=== EXTRACTED ENTRIES ===
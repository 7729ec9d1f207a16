//! Pipe-syntax SQL: `FROM t |> WHERE ... |> AGGREGATE ... |> SELECT ...`.

use crate::query_model::{ClauseKind, Query, Session};

use super::{Aggregate, GeneratorError, Renderer};

pub struct PipeRenderer<'a> {
    query: &'a Query,
    break_lines: bool,
}

impl<'a> PipeRenderer<'a> {
    pub fn new(query: &'a Query, session: &'a Session) -> Self {
        Self {
            query,
            break_lines: session.config().break_lines,
        }
    }

    fn delimiter(&self) -> &'static str {
        if self.break_lines {
            "\n|> "
        } else {
            " |> "
        }
    }
}

impl Renderer for PipeRenderer<'_> {
    fn language(&self) -> &'static str {
        "pipe"
    }

    fn query(&self) -> &Query {
        self.query
    }

    fn keywords(&self) -> &'static [ClauseKind] {
        &[
            ClauseKind::From,
            ClauseKind::Where,
            ClauseKind::GroupBy,
            ClauseKind::Select,
            ClauseKind::OrderBy,
            ClauseKind::Limit,
        ]
    }

    fn has_default(&self, kind: ClauseKind) -> bool {
        kind == ClauseKind::From
    }

    fn format_clause(&mut self, kind: ClauseKind, values: &[String]) -> Result<String, GeneratorError> {
        let text = match kind {
            ClauseKind::From => {
                let mut steps = vec![format!("FROM {}", values.first().cloned().unwrap_or_default())];
                for source in values.iter().skip(1) {
                    match source.strip_prefix(',') {
                        Some(rest) => steps.push(format!("CROSS JOIN {}", rest.trim())),
                        None => steps.push(source.clone()),
                    }
                }
                steps.join(self.delimiter())
            }
            ClauseKind::Where => format!("WHERE {}", values.join(" AND ")),
            ClauseKind::GroupBy => {
                let calls = aggregate_calls(self.query.values(ClauseKind::Select));
                let calls = if calls.is_empty() {
                    "COUNT(*) AS count".to_string()
                } else {
                    calls.join(", ")
                };
                format!("AGGREGATE {} GROUP BY {}", calls, values.join(", "))
            }
            ClauseKind::Select => {
                if !self.query.is_empty(ClauseKind::GroupBy) {
                    return Ok(String::new());
                }
                let calls = aggregate_calls(values);
                if calls.is_empty() {
                    format!("SELECT {}", values.join(", "))
                } else {
                    format!("AGGREGATE {}", calls.join(", "))
                }
            }
            ClauseKind::OrderBy => format!("ORDER BY {}", values.join(", ")),
            ClauseKind::Limit => format!("LIMIT {}", values.join(" ")),
        };
        Ok(text)
    }

    fn assemble(&mut self, parts: Vec<(ClauseKind, String)>) -> Result<String, GeneratorError> {
        let steps: Vec<String> = parts
            .into_iter()
            .map(|(_, text)| text)
            .filter(|text| !text.is_empty())
            .collect();
        Ok(steps.join(self.delimiter()))
    }
}

fn aggregate_calls(fields: &[String]) -> Vec<&str> {
    fields
        .iter()
        .filter(|field| Aggregate::parse(field).is_some())
        .map(String::as_str)
        .collect()
}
===
**TASK INSTRUCTIONS**.
Without omission, return all of the records exactly as given.

**EXERCISE SOLUTION**.
repository 7729ec9d1f207a16
//! Pipe-syntax SQL: `FROM t |> WHERE ... |> AGGREGATE ... |> SELECT ...`.

use crate::query_model::{ClauseKind, Query, Session};

use super::{Aggregate, GeneratorError, Renderer};

pub struct PipeRenderer<'a> {
    query: &'a Query,
    break_lines: bool,
}

impl<'a> PipeRenderer<'a> {
    pub fn new(query: &'a Query, session: &'a Session) -> Self {
        Self {
            query,
            break_lines: session.config().break_lines,
        }
    }

    fn delimiter(&self) -> &'static str {
        if self.break_lines {
            "\n|> "
        } else {
            " |> "
        }
    }
}

impl Renderer for PipeRenderer<'_> {
    fn language(&self) -> &'static str {
        "pipe"
    }

    fn query(&self) -> &Query {
        self.query
    }

    fn keywords(&self) -> &'static [ClauseKind] {
        &[
            ClauseKind::From,
            ClauseKind::Where,
            ClauseKind::GroupBy,
            ClauseKind::Select,
            ClauseKind::OrderBy,
            ClauseKind::Limit,
        ]
    }

    fn has_default(&self, kind: ClauseKind) -> bool {
        kind == ClauseKind::From
    }

    fn format_clause(&mut self, kind: ClauseKind, values: &[String]) -> Result<String, GeneratorError> {
        let text = match kind {
            ClauseKind::From => {
                let mut steps = vec![format!("FROM {}", values.first().cloned().unwrap_or_default())];
                for source in values.iter().skip(1) {
                    match source.strip_prefix(',') {
                        Some(rest) => steps.push(format!("CROSS JOIN {}", rest.trim())),
                        None => steps.push(source.clone()),
                    }
                }
                steps.join(self.delimiter())
            }
            ClauseKind::Where => format!("WHERE {}", values.join(" AND ")),
            ClauseKind::GroupBy => {
                let calls = aggregate_calls(self.query.values(ClauseKind::Select));
                let calls = if calls.is_empty() {
                    "COUNT(*) AS count".to_string()
                } else {
                    calls.join(", ")
                };
                format!("AGGREGATE {} GROUP BY {}", calls, values.join(", "))
            }
            ClauseKind::Select => {
                if !self.query.is_empty(ClauseKind::GroupBy) {
                    return Ok(String::new());
                }
                let calls = aggregate_calls(values);
                if calls.is_empty() {
                    format!("SELECT {}", values.join(", "))
                } else {
                    format!("AGGREGATE {}", calls.join(", "))
                }
            }
            ClauseKind::OrderBy => format!("ORDER BY {}", values.join(", ")),
            ClauseKind::Limit => format!("LIMIT {}", values.join(" ")),
        };
        Ok(text)
    }

    fn assemble(&mut self, parts: Vec<(ClauseKind, String)>) -> Result<String, GeneratorError> {
        let steps: Vec<String> = parts
            .into_iter()
            .map(|(_, text)| text)
            .filter(|text| !text.is_empty())
            .collect();
        Ok(steps.join(self.delimiter()))
    }
}

fn aggregate_calls(fields: &[String]) -> Vec<&str> {
    fields
        .iter()
        .filter(|field| Aggregate::parse(field).is_some())
        .map(String::as_str)
        .collect()
}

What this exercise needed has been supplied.